You may have heard that less fat in your diet means more benefits to your health. But some fats are good for you. In fact, fatty acids are essential to body function. By following some guidelines, you can include good fats and reduce the amount of bad fats in your daily meals for better health. Polyunsaturated and monounsaturated fats are considered "good" because they supply fatty acids without significantly adding to your cholesterol burden. Trans and saturated fats do adversely affect blood cholesterol levels.
The American Heart Association suggests that most Americans over age 2 restrict total fat consumption to 25 percent to 35 percent of total calories consumed, with 7 percent or less from saturated fat, and less than 1 percent from trans fat. You'll need to know the different types of fatty foods in order to do the math.
The majority of dietary fat, then, should come from polyunsaturated and monounsaturated fats. The U.S. Food and Drug Administration Dietary Guidelines recommend these beneficial fatty foods. The "good fat" list includes vegetable and fruit oils such as corn, canola, soybean, safflower, sunflower and olive. Oily fish such as salmon, trout and herring have a dual nature. They are superior sources of polyunsaturates due to the other nutrients they contain, but they also have a small amount of saturates.
How can you tell polyunsaturated and monounsaturated fats from trans and saturated fats? Among oils, the good fats are those that are liquid at room temperature. Trans and saturated bad fats will congeal.
The list of fatty foods with trans fat ingredients is growing shorter, thanks to an FDA food labeling requirement that took effect in 2006. Public awareness about excessive bad fat in diets put pressure on food manufacturers to phase out trans fats where possible. These are partially hydrogenated oils found in commercial shortening and margarine.

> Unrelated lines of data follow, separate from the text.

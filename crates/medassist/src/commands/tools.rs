//! Tools command - list the catalogue server's tools.

use anyhow::Result;
use clap::Args;
use console::Style;
use medassist_agent::RegistryBuilder;
use medassist_config::EkaCredentials;
use medassist_mcp::with_client;

use super::Context;

/// Arguments for the tools command.
#[derive(Args, Debug)]
pub struct ToolsArgs {
    /// Include tools that are never offered to the model
    #[arg(long)]
    pub all: bool,
}

/// Run the tools command.
pub fn run(args: ToolsArgs, ctx: &Context) -> Result<()> {
    let credentials = EkaCredentials::from_env()?;
    let server = ctx.config.tool_server();
    let builder = RegistryBuilder::new().with_excluded(server.excluded_tools.clone());

    let tools = with_client(server.server_parameters(&credentials), |client| {
        client.list_tools()
    })?;
    let tools: Vec<_> = tools
        .into_iter()
        .filter(|t| args.all || !builder.excludes(&t.name))
        .collect();

    if ctx.json_output {
        println!("{}", serde_json::to_string_pretty(&tools)?);
        return Ok(());
    }

    if tools.is_empty() {
        println!("No tools available.");
        return Ok(());
    }

    let bold = Style::new().bold();
    let dim = Style::new().dim();
    for tool in &tools {
        match tool.description.as_deref() {
            Some(description) => println!(
                "{}  {}",
                bold.apply_to(&tool.name),
                dim.apply_to(description)
            ),
            None => println!("{}", bold.apply_to(&tool.name)),
        }
    }

    Ok(())
}
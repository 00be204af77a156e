//! JSON-RPC 2.0 protocol types for MCP.

use serde::{Deserialize, Serialize};
use serde_json::Value;

/// JSON-RPC version string.
pub const JSONRPC_VERSION: &str = "2.0";

/// MCP protocol version.
pub const MCP_PROTOCOL_VERSION: &str = "2024-11-05";

// ─────────────────────────────────────────────────────────────────────────────
// JSON-RPC Base Types
// ─────────────────────────────────────────────────────────────────────────────

/// A JSON-RPC request.
#[derive(Debug, Clone, Serialize, Deserialize)]
pub struct JsonRpcRequest {
    /// JSON-RPC version (always "2.0").
    pub jsonrpc: String,
    /// Request ID for correlating responses.
    pub id: u64,
    /// Method name to call.
    pub method: String,
    /// Method parameters (optional).
    #[serde(skip_serializing_if = "Option::is_none")]
    pub params: Option<Value>,
}

impl JsonRpcRequest {
    /// Create a new JSON-RPC request.
    pub fn new(id: u64, method: impl Into<String>, params: Option<Value>) -> Self {
        Self {
            jsonrpc: JSONRPC_VERSION.to_string(),
            id,
            method: method.into(),
            params,
        }
    }
}

/// A JSON-RPC notification (no id, no response expected).
#[derive(Debug, Clone, Serialize, Deserialize)]
pub struct JsonRpcNotification {
    /// JSON-RPC version (always "2.0").
    pub jsonrpc: String,
    /// Method name.
    pub method: String,
    /// Method parameters (optional).
    #[serde(skip_serializing_if = "Option::is_none")]
    pub params: Option<Value>,
}

impl JsonRpcNotification {
    /// Create a new notification.
    pub fn new(method: impl Into<String>, params: Option<Value>) -> Self {
        Self {
            jsonrpc: JSONRPC_VERSION.to_string(),
            method: method.into(),
            params,
        }
    }
}

/// A message read from the server.
///
/// Servers may interleave notifications (and their own requests) with the
/// responses the client is waiting for, so both `id` and `method` are optional.
#[derive(Debug, Clone, Serialize, Deserialize)]
pub struct JsonRpcResponse {
    /// JSON-RPC version (always "2.0").
    pub jsonrpc: String,
    /// Request ID this response is for. Absent on notifications.
    #[serde(default, skip_serializing_if = "Option::is_none")]
    pub id: Option<u64>,
    /// Method name, present when the server sent a notification or request.
    #[serde(default, skip_serializing_if = "Option::is_none")]
    pub method: Option<String>,
    /// Result on success.
    #[serde(skip_serializing_if = "Option::is_none")]
    pub result: Option<Value>,
    /// Error on failure.
    #[serde(skip_serializing_if = "Option::is_none")]
    pub error: Option<JsonRpcError>,
}

impl JsonRpcResponse {
    /// Check if this is an error response.
    pub fn is_error(&self) -> bool {
        self.error.is_some()
    }

    /// True if this message answers the request with the given id.
    pub fn answers(&self, request_id: u64) -> bool {
        self.method.is_none() && self.id == Some(request_id)
    }

    /// Get the result, or return an error if this is an error response.
    pub fn into_result(self) -> Result<Value, JsonRpcError> {
        if let Some(error) = self.error {
            Err(error)
        } else {
            Ok(self.result.unwrap_or(Value::Null))
        }
    }
}

/// A JSON-RPC error object.
#[derive(Debug, Clone, Serialize, Deserialize)]
pub struct JsonRpcError {
    /// Error code.
    pub code: i64,
    /// Error message.
    pub message: String,
    /// Optional additional data.
    #[serde(skip_serializing_if = "Option::is_none")]
    pub data: Option<Value>,
}

// ─────────────────────────────────────────────────────────────────────────────
// MCP Protocol Types
// ─────────────────────────────────────────────────────────────────────────────

/// Client capabilities sent during initialization.
#[derive(Debug, Clone, Default, Serialize, Deserialize)]
pub struct ClientCapabilities {
    /// Experimental capabilities.
    #[serde(skip_serializing_if = "Option::is_none")]
    pub experimental: Option<Value>,
    /// Sampling capability.
    #[serde(skip_serializing_if = "Option::is_none")]
    pub sampling: Option<Value>,
}

/// Client info sent during initialization.
#[derive(Debug, Clone, Serialize, Deserialize)]
pub struct ClientInfo {
    /// Client name.
    pub name: String,
    /// Client version.
    pub version: String,
}

impl Default for ClientInfo {
    fn default() -> Self {
        Self {
            name: "medassist".to_string(),
            version: env!("CARGO_PKG_VERSION").to_string(),
        }
    }
}

/// Parameters for the initialize request.
#[derive(Debug, Clone, Serialize, Deserialize)]
#[serde(rename_all = "camelCase")]
pub struct InitializeParams {
    /// Protocol version.
    pub protocol_version: String,
    /// Client capabilities.
    pub capabilities: ClientCapabilities,
    /// Client info.
    pub client_info: ClientInfo,
}

impl Default for InitializeParams {
    fn default() -> Self {
        Self {
            protocol_version: MCP_PROTOCOL_VERSION.to_string(),
            capabilities: ClientCapabilities::default(),
            client_info: ClientInfo::default(),
        }
    }
}

/// Server capabilities returned during initialization.
#[derive(Debug, Clone, Default, Serialize, Deserialize)]
pub struct ServerCapabilities {
    /// Tools capability.
    #[serde(skip_serializing_if = "Option::is_none")]
    pub tools: Option<ToolsCapability>,
    /// Resources capability.
    #[serde(skip_serializing_if = "Option::is_none")]
    pub resources: Option<Value>,
    /// Prompts capability.
    #[serde(skip_serializing_if = "Option::is_none")]
    pub prompts: Option<Value>,
    /// Logging capability.
    #[serde(skip_serializing_if = "Option::is_none")]
    pub logging: Option<Value>,
    /// Experimental capabilities.
    #[serde(skip_serializing_if = "Option::is_none")]
    pub experimental: Option<Value>,
}

/// Tools capability details.
#[derive(Debug, Clone, Default, Serialize, Deserialize)]
#[serde(rename_all = "camelCase")]
pub struct ToolsCapability {
    /// Whether the server notifies when its tool list changes.
    #[serde(skip_serializing_if = "Option::is_none")]
    pub list_changed: Option<bool>,
}

/// Server info returned during initialization.
#[derive(Debug, Clone, Serialize, Deserialize)]
pub struct ServerInfo {
    /// Server name.
    pub name: String,
    /// Server version.
    pub version: String,
}

/// Result of the initialize request.
#[derive(Debug, Clone, Serialize, Deserialize)]
#[serde(rename_all = "camelCase")]
pub struct InitializeResult {
    /// Protocol version.
    pub protocol_version: String,
    /// Server capabilities.
    #[serde(default)]
    pub capabilities: ServerCapabilities,
    /// Server info.
    pub server_info: ServerInfo,
}

/// A tool definition from the server.
#[derive(Debug, Clone, Serialize, Deserialize)]
#[serde(rename_all = "camelCase")]
pub struct ToolInfo {
    /// Tool name (unique identifier).
    pub name: String,
    /// Human-readable description.
    #[serde(skip_serializing_if = "Option::is_none")]
    pub description: Option<String>,
    /// JSON Schema for the tool's input parameters.
    #[serde(skip_serializing_if = "Option::is_none")]
    pub input_schema: Option<Value>,
}

/// Result of the tools/list request.
#[derive(Debug, Clone, Serialize, Deserialize)]
#[serde(rename_all = "camelCase")]
pub struct ListToolsResult {
    /// List of available tools.
    pub tools: Vec<ToolInfo>,
    /// Pagination cursor; this client reads only the first page.
    #[serde(default, skip_serializing_if = "Option::is_none")]
    pub next_cursor: Option<String>,
}

/// Parameters for the tools/call request.
#[derive(Debug, Clone, Serialize, Deserialize)]
pub struct CallToolParams {
    /// Name of the tool to call.
    pub name: String,
    /// Arguments to pass to the tool.
    #[serde(skip_serializing_if = "Option::is_none")]
    pub arguments: Option<Value>,
}

/// An embedded resource inside a tool result.
#[derive(Debug, Clone, Serialize, Deserialize)]
#[serde(rename_all = "camelCase")]
pub struct EmbeddedResource {
    /// Resource URI.
    pub uri: String,
    /// Optional resource text.
    #[serde(skip_serializing_if = "Option::is_none")]
    pub text: Option<String>,
    /// Optional MIME type.
    #[serde(skip_serializing_if = "Option::is_none")]
    pub mime_type: Option<String>,
}

/// Content item in a tool result.
#[derive(Debug, Clone, Serialize, Deserialize)]
#[serde(tag = "type", rename_all = "lowercase")]
pub enum ToolContent {
    /// Text content.
    Text {
        /// The text content.
        text: String,
    },
    /// Image content (base64 encoded).
    Image {
        /// Base64-encoded image data.
        data: String,
        /// MIME type of the image.
        #[serde(rename = "mimeType")]
        mime_type: String,
    },
    /// Resource reference.
    Resource {
        /// The embedded resource.
        resource: EmbeddedResource,
    },
    /// Any content type this client does not understand.
    #[serde(other)]
    Unknown,
}

/// Result of the tools/call request.
#[derive(Debug, Clone, Serialize, Deserialize)]
#[serde(rename_all = "camelCase")]
pub struct CallToolResult {
    /// Content returned by the tool.
    #[serde(default)]
    pub content: Vec<ToolContent>,
    /// Whether the tool call resulted in an error.
    #[serde(skip_serializing_if = "Option::is_none")]
    pub is_error: Option<bool>,
}

impl CallToolResult {
    /// The first text-typed content element, if any.
    pub fn first_text(&self) -> Option<&str> {
        self.content.iter().find_map(|c| match c {
            ToolContent::Text { text } => Some(text.as_str()),
            _ => None,
        })
    }

    /// All text content joined by newlines, or `None` if there is none.
    pub fn text(&self) -> Option<String> {
        let parts: Vec<&str> = self
            .content
            .iter()
            .filter_map(|c| match c {
                ToolContent::Text { text } => Some(text.as_str()),
                _ => None,
            })
            .collect();

        if parts.is_empty() {
            None
        } else {
            Some(parts.join("\n"))
        }
    }

    /// Check if the tool call was an error.
    pub fn is_error(&self) -> bool {
        self.is_error.unwrap_or(false)
    }
}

While many food products have substituted good fats, many in the fast-food sector continue to be trans fat heavy. Check the nutrition facts when you buy potato chips, cakes, cookies, crackers and breads. Limit your choices of commercial baked goods and fried menu items from fast-food restaurants.
These fatty foods may be your favorites: milk, pizza, ice cream, hamburgers and fried chicken--and anything with butter on it. Unfortunately, they all have substantial saturated fat. Although all animal products contain saturates, some have less than others. Making wise choices in this category is important to keeping your cholesterol level under control.
Your total fat intake depends upon how you cook and garnish your meat dishes, and on the fat content of the dairy products you buy. In general, though, uncooked beef has more saturated fat per serving than chicken and pork, which have slightly more than fish. Use the nutrition facts on package labels to add up your daily quotient of good and bad fats.